The company that is essentially poaching my big client from me, despite how messily they handled the work we outsourced to them in November, got the client to switch spam (and virus) mail scanning solutions.  They patched Exchange without regard for the presence of Sybari Antigen & Spam Manager, which you’d think would play better with Exchange now that they are both Microsoft products, but this is Microsoft we’re talking about.

That caused havoc, the solution to which was removing and reinstalling Sybari.

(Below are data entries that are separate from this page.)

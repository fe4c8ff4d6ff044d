//! HMAC signing and verification of webhook bodies.
//!
//! Every webhook POST carries the signature of its raw body:
//!
//! ```text
//! Payrail-Signature: {base64(HMAC-SHA256(raw_body, subscription_secret))}
//! Payrail-Event: payment.completed
//! ```
//!
//! Base64 is RFC 4648 without padding. Subscribers verify against the exact
//! bytes they received, never a re-serialization.

use serde::Serialize;
use serde::de::DeserializeOwned;

/// Header name for the HMAC signature.
pub const SIGNATURE_HEADER: &str = "Payrail-Signature";

/// Header name carrying the event name of a webhook body.
pub const EVENT_HEADER: &str = "Payrail-Event";

/// Errors produced by signature operations.
#[derive(Debug, thiserror::Error)]
pub enum SignatureError {
    #[error("invalid base64 encoding")]
    InvalidBase64,
    #[error("invalid json: {0}")]
    Json(#[from] serde_json::Error),
    #[error("invalid signature")]
    SignatureMismatch,
}

impl From<ring::error::Unspecified> for SignatureError {
    fn from(_: ring::error::Unspecified) -> Self {
        Self::SignatureMismatch
    }
}

// ---------------------------------------------------------------------------
// SignedObject
// ---------------------------------------------------------------------------

/// A serialized body together with the HMAC-SHA256 signature of its bytes.
#[derive(Debug, Clone, PartialEq, Eq)]
pub struct SignedObject<T> {
    pub body: T,
    pub json: String,
    pub signature: Box<[u8]>,
}

impl<T: Serialize> SignedObject<T> {
    /// Serialize `body` to JSON and sign the resulting bytes with `key`.
    pub fn new(body: T, key: &[u8]) -> Result<Self, serde_json::Error> {
        let json = serde_json::to_string(&body)?;
        let signature = sign_bytes(json.as_bytes(), key);
        Ok(Self {
            body,
            json,
            signature,
        })
    }

    /// Format the `Payrail-Signature` header value.
    pub fn to_header(&self) -> String {
        encode_signature(&self.signature)
    }
}

impl<T: DeserializeOwned> SignedObject<T> {
    /// Reconstruct from a raw `Payrail-Signature` header value and the raw
    /// body. Does **not** verify; call [`verify`](Self::verify).
    pub fn from_header_and_body(header_value: &str, body_json: String) -> Result<Self, SignatureError> {
        let signature = decode_signature(header_value)?;
        let body: T = serde_json::from_str(&body_json)?;
        Ok(Self {
            body,
            json: body_json,
            signature,
        })
    }

    /// Verify the HMAC, consuming `self` and returning the authenticated body.
    pub fn verify(self, key: &[u8]) -> Result<T, SignatureError> {
        verify_bytes(self.json.as_bytes(), &self.signature, key)?;
        Ok(self.body)
    }
}

// ---------------------------------------------------------------------------
// Raw helpers
// ---------------------------------------------------------------------------

/// HMAC-SHA256 of `data` keyed by `key`.
pub fn sign_bytes(data: &[u8], key: &[u8]) -> Box<[u8]> {
    let tag = ring::hmac::sign(&ring::hmac::Key::new(ring::hmac::HMAC_SHA256, key), data);
    tag.as_ref().to_owned().into_boxed_slice()
}

/// Compute the `Payrail-Signature` header value for a raw body.
pub fn signature_header(body: &[u8], key: &[u8]) -> String {
    encode_signature(&sign_bytes(body, key))
}

/// Constant-time check of `signature` against `data`.
pub fn verify_bytes(data: &[u8], signature: &[u8], key: &[u8]) -> Result<(), SignatureError> {
    ring::hmac::verify(
        &ring::hmac::Key::new(ring::hmac::HMAC_SHA256, key),
        data,
        signature,
    )?;
    Ok(())
}

pub fn encode_signature(signature: &[u8]) -> String {
    fast32::base64::RFC4648_NOPAD.encode(signature)
}

pub fn decode_signature(value: &str) -> Result<Box<[u8]>, SignatureError> {
    fast32::base64::RFC4648_NOPAD
        .decode_str(value.trim())
        .map(Vec::into_boxed_slice)
        .map_err(|_| SignatureError::InvalidBase64)
}

/// Verify and deserialize an incoming Payrail webhook.
///
/// * `signature_header` – value of the `Payrail-Signature` request header.
/// * `body` – raw request body as received.
/// * `secret` – the subscription secret shared with Payrail.
pub fn verify_webhook<T: DeserializeOwned>(
    signature_header: &str,
    body: &str,
    secret: &[u8],
) -> Result<T, SignatureError> {
    SignedObject::<T>::from_header_and_body(signature_header, body.to_owned())?.verify(secret)
}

Clever.  They are, after all, large and capable enough to know what would happen.  Well, no.  From what I have seen, they aren’t nearly as competent at the hands-on level as the owner is at sales.  He could almost be in the monorail business.  Which I guess makes me Marge Simpson?  Anyway, it presented a golden opportunity to get the client to abandon Sybari, which they weren’t completely happy with anyway because it had only been catching about 90% of the spam, for an external scanning service.

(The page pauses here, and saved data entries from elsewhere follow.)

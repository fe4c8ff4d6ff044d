use crate::entities::payment::{Payment, PaymentStatus};
use compact_str::CompactString;
use payrail_sdk::objects::{EventName, WebhookPayload};
use rust_decimal::Decimal;
use time::OffsetDateTime;
use uuid::Uuid;

/// Emitted by the payment processor after a terminal-ish status change.
#[derive(Debug, Clone, PartialEq, Eq)]
pub struct DomainEvent {
    pub name: EventName,
    pub payment_reference: String,
    pub account_id: Uuid,
    pub amount: Decimal,
    pub currency: CompactString,
    pub status: PaymentStatus,
    pub occurred_at: OffsetDateTime,
    pub correlation_id: Uuid,
}

impl DomainEvent {
    pub fn for_payment(name: EventName, payment: &Payment, correlation_id: Uuid) -> Self {
        Self {
            name,
            payment_reference: payment.reference.clone(),
            account_id: payment.account_id,
            amount: payment.amount,
            currency: payment.currency.clone(),
            status: payment.status,
            occurred_at: payment.updated_at,
            correlation_id,
        }
    }

    /// The wire payload delivered to subscribers.
    pub fn webhook_payload(&self) -> WebhookPayload {
        WebhookPayload {
            event: self.name,
            payment_reference: self.payment_reference.clone(),
            amount: self.amount.to_string(),
            currency: self.currency.clone(),
            status: self.status.into(),
            timestamp: self.occurred_at.unix_timestamp(),
        }
    }
}

/// Asks the payment worker to run `process` for a freshly created payment.
///
/// Carries only the reference; the worker re-reads the payment.
#[derive(Debug, Clone, PartialEq, Eq)]
pub struct ProcessRequest {
    pub reference: String,
    pub correlation_id: Uuid,
}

The manager was all enthused when it first turned on last week, touting it to the staff as stopping 85% of spam.  Amusing, since they never considered 85% good enough.

But wait!  I could see that Sybari was trapping a substantial amount that was getting through App River.  It worked out to an average of at least three spams per day per person.  How unfortunate that I was supposed to remove Sybari to avoid future conflicts, but really, why should there be any need to filter for spam twice?

Flash forward.  Perhaps my e-mail is not representative, but 30 spams total in a 24 hour period, with 22 filtered and 8 getting through… Wow, 73 percent!

Not good.  For what it’s worth, I had been getting about three per day.

Cost-wise it’s roughly a tossup.  The new service costs for two years about what Sybari’s two year license plus 24 hours of my time would cost.  In a problem-free environment I might be able to come in under that time.  But the point is that it’s all taken care of by someone else, and I can see the appeal.  The difference is that I looked into what the best product of its kind was reputed to be and got them using that.  The other company got them using a service on which it is a reseller and makes an entertainingly large and spurious setup fee, but that fills a perceived need.  I won’t be surprised if they go forward being officially happy despite getting more spam, because otherwise the emperor has no clothes and they erred.  And if they do complain, it’ll be to somebody else.

Posted by on 03/19 at 09:03 AM
  1. What is the saying?  you can lead a horse to water but you can’t make it drink? or something like that.
    Silly how a good sales person can make you think your getting a bargin by paying more for less.